<<<<
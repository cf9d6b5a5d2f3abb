use config::{Config, ConfigError, Environment, File};
use serde::{Deserialize, Serialize};
use std::path::Path;

#[derive(Debug, Clone, Default, Serialize, Deserialize)]
pub struct AppConfig {
    pub server: ServerConfig,
    pub cors: CorsConfig,
    pub logging: LoggingConfig,
}

#[derive(Debug, Clone, Serialize, Deserialize)]
pub struct ServerConfig {
    pub host: String,
    pub port: u16,
}

#[derive(Debug, Clone, Serialize, Deserialize)]
pub struct CorsConfig {
    pub allowed_origins: Vec<String>,
    pub permissive: bool,
}

#[derive(Debug, Clone, Serialize, Deserialize)]
pub struct LoggingConfig {
    pub log_requests: bool,
    pub format: LogFormat,
}

#[derive(Debug, Clone, Copy, PartialEq, Eq, Serialize, Deserialize)]
#[serde(rename_all = "lowercase")]
pub enum LogFormat {
    Pretty,
    Json,
}

impl Default for ServerConfig {
    fn default() -> Self {
        Self {
            host: "127.0.0.1".to_string(),
            port: 3000,
        }
    }
}

impl Default for CorsConfig {
    fn default() -> Self {
        Self {
            allowed_origins: vec![
                "http://localhost:3000".to_string(),
                "http://localhost:4321".to_string(),
                "http://localhost:5173".to_string(),
                "http://127.0.0.1:3000".to_string(),
                "http://127.0.0.1:4321".to_string(),
            ],
            permissive: false,
        }
    }
}

impl Default for LoggingConfig {
    fn default() -> Self {
        Self {
            log_requests: true,
            format: LogFormat::Pretty,
        }
    }
}

impl AppConfig {
    /// Defaults, then `config.toml` from the working directory, then `APP_*` variables.
    pub fn load() -> Result<Self, ConfigError> {
        Self::load_from("config.toml")
    }

    pub fn load_from(path: impl AsRef<Path>) -> Result<Self, ConfigError> {
        let path = path.as_ref();
        let mut builder = Config::builder()
            .add_source(Config::try_from(&AppConfig::default())?);

        if path.exists() {
            builder = builder.add_source(File::from(path));
        }

        builder = builder.add_source(
            Environment::with_prefix("APP")
                .prefix_separator("_")
                .separator("__")
                .list_separator(",")
                .with_list_parse_key("cors.allowed_origins")
                .try_parsing(true),
        );

        let app_config: AppConfig = builder.build()?.try_deserialize()?;

        app_config.validate()?;

        Ok(app_config)
    }

    pub fn validate(&self) -> Result<(), ConfigError> {
        if self.server.port == 0 {
            return Err(ConfigError::Message("Server port cannot be 0".to_string()));
        }

        if self.server.host.trim().is_empty() {
            return Err(ConfigError::Message("Server host cannot be empty".to_string()));
        }

        if !self.cors.permissive && self.cors.allowed_origins.is_empty() {
            tracing::warn!("No CORS origins configured - cross-origin form posts will be refused");
        }

        Ok(())
    }

    pub fn bind_address(&self) -> String {
        format!("{}:{}", self.server.host, self.server.port)
    }
}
>>>>
Your objective » Your reply must be a single number: the count of lines in the listing that hold "File".

Response » 2